The cable housing is a protective sheath that surrounds the cable to prevent it from being damaged. These two components work in conjunction to power the speedometer and deliver an accurate reading. Over time, they can fail due to damage, or wear and tear. Here are a few of the warning signs to consider that may be a strong indicator of speedometer cable or housing that may be failing:
Speedometer speed fluctuates erratically
Regardless of whether you have a manual gauge or an LED powered digital speedometer, they both share one similarity – smooth transition. When you accelerate or decelerate, your speedometer displays the speed progressively, meaning that it doesn't just jump from 45 to 55 mph instantly; it's a progressive climb from 45, 46, and 47 and so on.

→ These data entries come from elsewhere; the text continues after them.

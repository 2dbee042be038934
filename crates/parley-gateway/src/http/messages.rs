use std::str::FromStr;
use std::sync::Arc;

use axum::extract::{Path, State};
use axum::http::HeaderMap;
use axum::Json;
use serde::Serialize;

use parley_agents::RoutingDecision;
use parley_conversations::Message;
use parley_core::types::{AgentType, Channel, InboundEvent};
use parley_core::PlatformError;

use crate::app::AppState;
use crate::http::{ApiError, ApiResult};

#[derive(Serialize)]
#[serde(rename_all = "camelCase")]
pub struct IncomingReply {
    pub outgoing: Option<Message>,
    pub conversation_id: String,
    pub contact_id: String,
    pub routing: Option<RoutingDecision>,
    pub agent_type: AgentType,
}

/// POST /messages/incoming — the direct inbound seam (used by the web
/// widget and by tests; signed transports come in via /webhooks).
pub async fn incoming(
    State(state): State<Arc<AppState>>,
    Json(event): Json<InboundEvent>,
) -> ApiResult<Json<IncomingReply>> {
    let outcome = state.engine.handle_incoming(event).await?;
    Ok(Json(IncomingReply {
        outgoing: outcome.outgoing,
        conversation_id: outcome.conversation.id,
        contact_id: outcome.contact.id,
        routing: outcome.routing,
        agent_type: outcome.agent_type,
    }))
}

/// POST /webhooks/{channel} — verify the adapter's signature, parse the
/// payload into inbound events, and run each through the engine exactly
/// once.
pub async fn webhook(
    State(state): State<Arc<AppState>>,
    Path(channel): Path<String>,
    headers: HeaderMap,
    body: axum::body::Bytes,
) -> ApiResult<Json<Vec<IncomingReply>>> {
    let channel = Channel::from_str(&channel)
        .map_err(|e| ApiError(PlatformError::InvalidInput(e)))?;
    let adapter = state
        .channels
        .get(channel)
        .ok_or_else(|| ApiError(PlatformError::NotFound(format!("channel adapter {channel}"))))?;

    let signature = headers
        .get("x-signature")
        .and_then(|v| v.to_str().ok())
        .unwrap_or_default();
    if !adapter.verify_webhook(&body, signature) {
        return Err(ApiError(PlatformError::InvalidInput(
            "webhook signature verification failed".to_string(),
        )));
    }

    let raw: serde_json::Value =
        serde_json::from_slice(&body).map_err(|e| ApiError(PlatformError::Parse(e.to_string())))?;
    let events = adapter
        .parse_incoming(&raw)
        .map_err(PlatformError::from)?;

    let mut replies = Vec::with_capacity(events.len());
    for event in events {
        let outcome = state.engine.handle_incoming(event).await?;
        replies.push(IncomingReply {
            outgoing: outcome.outgoing,
            conversation_id: outcome.conversation.id,
            contact_id: outcome.contact.id,
            routing: outcome.routing,
            agent_type: outcome.agent_type,
        });
    }
    Ok(Json(replies))
}
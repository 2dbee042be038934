use std::collections::HashMap;
use std::str::FromStr;
use std::sync::Arc;

use axum::extract::{Path, Query, State};
use axum::Json;
use serde::Deserialize;

use parley_conversations::{
    Conversation, ConversationFilters, ConversationStatus, Message,
};
use parley_core::types::Channel;
use parley_core::PlatformError;

use crate::app::AppState;
use crate::http::{ApiError, ApiResult};

#[derive(Deserialize)]
pub struct ListQuery {
    pub status: Option<String>,
    pub channel: Option<String>,
    pub agent: Option<String>,
    pub contact: Option<String>,
}

pub async fn list(
    State(state): State<Arc<AppState>>,
    Query(query): Query<ListQuery>,
) -> ApiResult<Json<Vec<Conversation>>> {
    let status = query
        .status
        .map(|s| ConversationStatus::from_str(&s))
        .transpose()
        .map_err(|e| ApiError(PlatformError::InvalidInput(e)))?;
    let channel = query
        .channel
        .map(|c| Channel::from_str(&c))
        .transpose()
        .map_err(|e| ApiError(PlatformError::InvalidInput(e)))?;

    let filters = ConversationFilters {
        status,
        channel,
        current_agent_id: query.agent,
        contact_id: query.contact,
        ..Default::default()
    };
    Ok(Json(
        state
            .conversations
            .find(filters)
            .await
            .map_err(PlatformError::from)?,
    ))
}

pub async fn stats(
    State(state): State<Arc<AppState>>,
) -> ApiResult<Json<HashMap<String, usize>>> {
    let counts = state
        .conversations
        .stats()
        .await
        .map_err(PlatformError::from)?;
    Ok(Json(
        counts
            .into_iter()
            .map(|(status, count)| (status.as_str().to_string(), count))
            .collect(),
    ))
}

pub async fn get(
    State(state): State<Arc<AppState>>,
    Path(id): Path<String>,
) -> ApiResult<Json<Conversation>> {
    Ok(Json(
        state
            .conversations
            .get(&id)
            .await
            .map_err(PlatformError::from)?,
    ))
}

#[derive(Deserialize)]
pub struct HistoryQuery {
    pub limit: Option<usize>,
}

pub async fn history(
    State(state): State<Arc<AppState>>,
    Path(id): Path<String>,
    Query(query): Query<HistoryQuery>,
) -> ApiResult<Json<Vec<Message>>> {
    Ok(Json(
        state
            .conversations
            .get_history(&id, query.limit)
            .await
            .map_err(PlatformError::from)?,
    ))
}

pub async fn handoff(
    State(state): State<Arc<AppState>>,
    Path(id): Path<String>,
) -> ApiResult<Json<Conversation>> {
    Ok(Json(state.engine.handle_handoff(&id).await?))
}

pub async fn resume(
    State(state): State<Arc<AppState>>,
    Path(id): Path<String>,
) -> ApiResult<Json<Conversation>> {
    Ok(Json(state.engine.resume_ai(&id).await?))
}

pub async fn pause(
    State(state): State<Arc<AppState>>,
    Path(id): Path<String>,
) -> ApiResult<Json<Conversation>> {
    Ok(Json(state.engine.pause(&id).await?))
}

#[derive(Deserialize)]
pub struct CloseBody {
    pub reason: Option<String>,
}

pub async fn close(
    State(state): State<Arc<AppState>>,
    Path(id): Path<String>,
    Json(body): Json<CloseBody>,
) -> ApiResult<Json<Conversation>> {
    let reason = body.reason.as_deref().unwrap_or("closed via api");
    Ok(Json(state.engine.close_conversation(&id, reason).await?))
}

pub async fn reopen(
    State(state): State<Arc<AppState>>,
    Path(id): Path<String>,
) -> ApiResult<Json<Conversation>> {
    Ok(Json(state.engine.reopen(&id).await?))
}

#[derive(Deserialize)]
#[serde(rename_all = "camelCase")]
pub struct HumanReplyBody {
    pub human_id: String,
    pub content: String,
}

pub async fn human_reply(
    State(state): State<Arc<AppState>>,
    Path(id): Path<String>,
    Json(body): Json<HumanReplyBody>,
) -> ApiResult<Json<Message>> {
    Ok(Json(
        state
            .engine
            .handle_human_reply(&id, &body.human_id, &body.content)
            .await?,
    ))
}
impl KnowledgeIndex {
    /// Load the corpus under `root`. An empty or missing root yields an
    /// empty (but usable) index.
    pub fn load(root: impl Into<PathBuf>) -> Result<Self> {
        let index = Self {
            root: root.into(),
            docs: RwLock::new(Vec::new()),
        };
        index.reload()?;
        Ok(index)
    }

    /// Re-scan the corpus root, replacing the in-memory documents.
    pub fn reload(&self) -> Result<()> {
        let mut loaded = Vec::new();

        for category in CATEGORIES {
            let dir = self.root.join(category);
            if !dir.is_dir() {
                continue;
            }
            let entries = std::fs::read_dir(&dir)
                .map_err(|e| KnowledgeError::RootUnreadable(format!("{}: {e}", dir.display())))?;
            let mut paths: Vec<PathBuf> = entries
                .flatten()
                .map(|e| e.path())
                .filter(|p| p.extension().and_then(|e| e.to_str()) == Some("json"))
                .collect();
            paths.sort();

            for path in paths {
                match load_doc(category, &path) {
                    Some(doc) => loaded.push(doc),
                    None => continue, // already logged
                }
            }
        }

        info!(docs = loaded.len(), root = %self.root.display(), "knowledge corpus loaded");
        *self.docs.write().expect("knowledge index poisoned") = loaded;
        Ok(())
    }

    /// Fetch one document by address.
    pub fn get(&self, category: &str, subcategory: &str) -> Option<KnowledgeDoc> {
        let docs = self.docs.read().expect("knowledge index poisoned");
        docs.iter()
            .find(|d| d.category == category && d.subcategory == subcategory)
            .cloned()
    }

    pub fn len(&self) -> usize {
        self.docs.read().expect("knowledge index poisoned").len()
    }

    pub fn is_empty(&self) -> bool {
        self.len() == 0
    }

    /// Rank documents by total case-insensitive substring hits of `keywords`
    /// across a flattened text rendering of each document.
    pub fn search_by_keywords(&self, keywords: &[String], category: Option<&str>) -> Vec<ScoredDoc> {
        let lowered: Vec<String> = keywords
            .iter()
            .map(|k| k.to_lowercase())
            .filter(|k| !k.is_empty())
            .collect();
        if lowered.is_empty() {
            return Vec::new();
        }

        let docs = self.docs.read().expect("knowledge index poisoned");
        let mut scored: Vec<ScoredDoc> = docs
            .iter()
            .filter(|d| category.map_or(true, |c| d.category == c))
            .filter_map(|d| {
                let flat = flatten(&d.data);
                let relevance: usize = lowered.iter().map(|k| count_hits(&flat, k)).sum();
                (relevance > 0).then(|| ScoredDoc {
                    doc: d.clone(),
                    relevance,
                })
            })
            .collect();

        scored.sort_by(|a, b| b.relevance.cmp(&a.relevance));
        scored
    }

    /// Score FAQ entries against a free-text query.
    ///
    /// Each entry keyword found in the query counts 2; each query word found
    /// in the entry's question counts 1. Zero-score entries are dropped.
    pub fn search_faq(&self, query: &str) -> Vec<FaqHit> {
        let query_lower = query.to_lowercase();
        let query_words: Vec<&str> = query_lower
            .split_whitespace()
            .filter(|w| w.len() > 2)
            .collect();

        let docs = self.docs.read().expect("knowledge index poisoned");
        let mut hits = Vec::new();

        for doc in docs.iter() {
            let Some(entries) = doc.data.get("faqs").and_then(|v| v.as_array()) else {
                continue;
            };
            for entry in entries {
                let question = entry
                    .get("question")
                    .and_then(|v| v.as_str())
                    .unwrap_or_default();
                let answer = entry
                    .get("answer")
                    .and_then(|v| v.as_str())
                    .unwrap_or_default();
                if question.is_empty() {
                    continue;
                }

                let keyword_hits = entry
                    .get("keywords")
                    .and_then(|v| v.as_array())
                    .map(|keys| {
                        keys.iter()
                            .filter_map(|k| k.as_str())
                            .filter(|k| query_lower.contains(&k.to_lowercase()))
                            .count()
                    })
                    .unwrap_or(0);

                let question_lower = question.to_lowercase();
                let word_hits = query_words
                    .iter()
                    .filter(|w| question_lower.contains(**w))
                    .count();

                let score = keyword_hits * 2 + word_hits;
                if score > 0 {
                    hits.push(FaqHit {
                        question: question.to_string(),
                        answer: answer.to_string(),
                        score,
                    });
                }
            }
        }

        hits.sort_by(|a, b| b.score.cmp(&a.score));
        hits
    }

    /// Find a product by id across `products` arrays in the sales category.
    pub fn get_product(&self, id: &str) -> Option<serde_json::Value> {
        let docs = self.docs.read().expect("knowledge index poisoned");
        docs.iter()
            .filter(|d| d.category == "sales")
            .filter_map(|d| d.data.get("products").and_then(|v| v.as_array()))
            .flatten()
            .find(|p| p.get("id").and_then(|v| v.as_str()) == Some(id))
            .cloned()
    }

    /// Assemble the persona-appropriate knowledge subset for one turn.
    ///
    /// Company profile and tone-of-voice are always included; persona-keyed
    /// blocks and any `uploaded-*` documents in the persona's category are
    /// added on top. FAQ matches against `message` land under `faq-matches`.
    pub fn find_relevant_data(
        &self,
        message: &str,
        persona: &str,
    ) -> serde_json::Map<String, serde_json::Value> {
        let mut out = serde_json::Map::new();

        if let Some(profile) = self.get("company", "profile") {
            out.insert("company-info".to_string(), profile.data);
        }
        if let Some(tone) = self.get("company", "tone-of-voice") {
            out.insert("tone-of-voice".to_string(), tone.data);
        }

        let block = PERSONA_BLOCKS.iter().find(|(key, _, _)| *key == persona);
        if let Some((_, category, subcategories)) = block {
            for sub in *subcategories {
                if let Some(doc) = self.get(category, sub) {
                    out.insert((*sub).to_string(), doc.data);
                }
            }

            let docs = self.docs.read().expect("knowledge index poisoned");
            for doc in docs
                .iter()
                .filter(|d| d.category == *category && d.subcategory.starts_with("uploaded-"))
            {
                out.insert(doc.subcategory.clone(), doc.data.clone());
            }
        }

        let faq_hits = self.search_faq(message);
        if !faq_hits.is_empty() {
            let rendered: Vec<serde_json::Value> = faq_hits
                .iter()
                .take(5)
                .map(|h| {
                    serde_json::json!({
                        "question": h.question,
                        "answer": h.answer,
                    })
                })
                .collect();
            out.insert("faq-matches".to_string(), serde_json::Value::Array(rendered));
        }

        out
    }
}
use std::collections::HashMap;
use std::sync::RwLock;

use crate::error::{Result, StoreError};
use crate::locks::KeyLocks;
use crate::record::{shallow_merge, Record, Store};

use async_trait::async_trait;

/// In-memory store backend — the reference implementation.
///
/// Insertion order is tracked with a parallel key list next to the map,
/// so `get_all` and `find` return records in the order they were created.
pub struct MemoryStore<T: Record> {
    inner: RwLock<Inner<T>>,
    locks: KeyLocks,
}

struct Inner<T> {
    records: HashMap<String, T>,
    order: Vec<String>,
}

impl<T: Record> MemoryStore<T> {
    pub fn new() -> Self {
        Self {
            inner: RwLock::new(Inner {
                records: HashMap::new(),
                order: Vec::new(),
            }),
            locks: KeyLocks::new(),
        }
    }
}

impl<T: Record> Default for MemoryStore<T> {
    fn default() -> Self {
        Self::new()
    }
}

#[async_trait]
impl<T: Record> Store<T> for MemoryStore<T> {
    async fn get(&self, id: &str) -> Result<Option<T>> {
        let inner = self.inner.read().expect("store poisoned");
        Ok(inner.records.get(id).cloned())
    }

    async fn get_all(&self) -> Result<Vec<T>> {
        let inner = self.inner.read().expect("store poisoned");
        Ok(inner
            .order
            .iter()
            .filter_map(|id| inner.records.get(id).cloned())
            .collect())
    }

    async fn find(&self, predicate: &(dyn for<'a> Fn(&'a T) -> bool + Send + Sync)) -> Result<Vec<T>> {
        let inner = self.inner.read().expect("store poisoned");
        Ok(inner
            .order
            .iter()
            .filter_map(|id| inner.records.get(id).cloned())
            .filter(|r| predicate(r))
            .collect())
    }

    async fn create(&self, record: T) -> Result<T> {
        let mut inner = self.inner.write().expect("store poisoned");
        let id = record.id().to_string();
        if inner.records.contains_key(&id) {
            return Err(StoreError::Duplicate(id));
        }
        inner.order.push(id.clone());
        inner.records.insert(id, record.clone());
        Ok(record)
    }

    async fn update(&self, id: &str, patch: serde_json::Value) -> Result<T> {
        let mut inner = self.inner.write().expect("store poisoned");
        let current = inner
            .records
            .get(id)
            .ok_or_else(|| StoreError::NotFound(id.to_string()))?;
        let merged = shallow_merge(current, &patch)?;
        inner.records.insert(id.to_string(), merged.clone());
        Ok(merged)
    }

    async fn delete(&self, id: &str) -> Result<bool> {
        let mut inner = self.inner.write().expect("store poisoned");
        let removed = inner.records.remove(id).is_some();
        if removed {
            inner.order.retain(|k| k != id);
        }
        Ok(removed)
    }

    async fn size(&self) -> Result<usize> {
        let inner = self.inner.read().expect("store poisoned");
        Ok(inner.records.len())
    }

    async fn clear(&self) -> Result<()> {
        let mut inner = self.inner.write().expect("store poisoned");
        inner.records.clear();
        inner.order.clear();
        Ok(())
    }

    fn locks(&self) -> &KeyLocks {
        &self.locks
    }
}

#[cfg(test)]
mod tests {
    use super::*;
    use serde::{Deserialize, Serialize};

    #[derive(Debug, Clone, PartialEq, Serialize, Deserialize)]
    #[serde(rename_all = "camelCase")]
    struct Note {
        id: String,
        body: String,
    }

    impl Record for Note {
        fn id(&self) -> &str {
            &self.id
        }
    }

    fn note(id: &str, body: &str) -> Note {
        Note {
            id: id.into(),
            body: body.into(),
        }
    }

    #[tokio::test]
    async fn create_then_get_roundtrips() {
        let store = MemoryStore::new();
        store.create(note("a", "first")).await.unwrap();
        let got = store.get("a").await.unwrap().unwrap();
        assert_eq!(got.body, "first");
        assert_eq!(store.size().await.unwrap(), 1);
    }

    #[tokio::test]
    async fn duplicate_create_is_rejected() {
        let store = MemoryStore::new();
        store.create(note("a", "x")).await.unwrap();
        assert!(matches!(
            store.create(note("a", "y")).await,
            Err(StoreError::Duplicate(_))
        ));
    }

    #[tokio::test]
    async fn get_all_preserves_insertion_order() {
        let store = MemoryStore::new();
        for id in ["c", "a", "b"] {
            store.create(note(id, id)).await.unwrap();
        }
        let ids: Vec<String> = store
            .get_all()
            .await
            .unwrap()
            .into_iter()
            .map(|n| n.id)
            .collect();
        assert_eq!(ids, vec!["c", "a", "b"]);
    }

    #[tokio::test]
    async fn update_merges_and_missing_id_fails() {
        let store = MemoryStore::new();
        store.create(note("a", "old")).await.unwrap();
        let updated = store
            .update("a", serde_json::json!({"body": "new"}))
            .await
            .unwrap();
        assert_eq!(updated.body, "new");
        assert!(matches!(
            store.update("zzz", serde_json::json!({})).await,
            Err(StoreError::NotFound(_))
        ));
    }

    #[tokio::test]
    async fn delete_removes_from_order_too() {
        let store = MemoryStore::new();
        store.create(note("a", "x")).await.unwrap();
        store.create(note("b", "y")).await.unwrap();
        assert!(store.delete("a").await.unwrap());
        assert!(!store.delete("a").await.unwrap());
        let ids: Vec<String> = store
            .get_all()
            .await
            .unwrap()
            .into_iter()
            .map(|n| n.id)
            .collect();
        assert_eq!(ids, vec!["b"]);
    }
}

While you are driving, if you notice the needle on the speedometer jumps erratically from one number to another, the speedometer cable is most likely damaged or the sensors on the driveshaft are not accurately sending the signal through the cable.
Sometimes this problem can be solved by having a mechanic lubricate the cable housing or clean the sensors, as long as there is no damage to the sensors or cable. In some cases, the housing or cable is cut or has frays that are causing the erratic behavior of the speedometer. If this occurs, the entire cable and housing needs to be replaced.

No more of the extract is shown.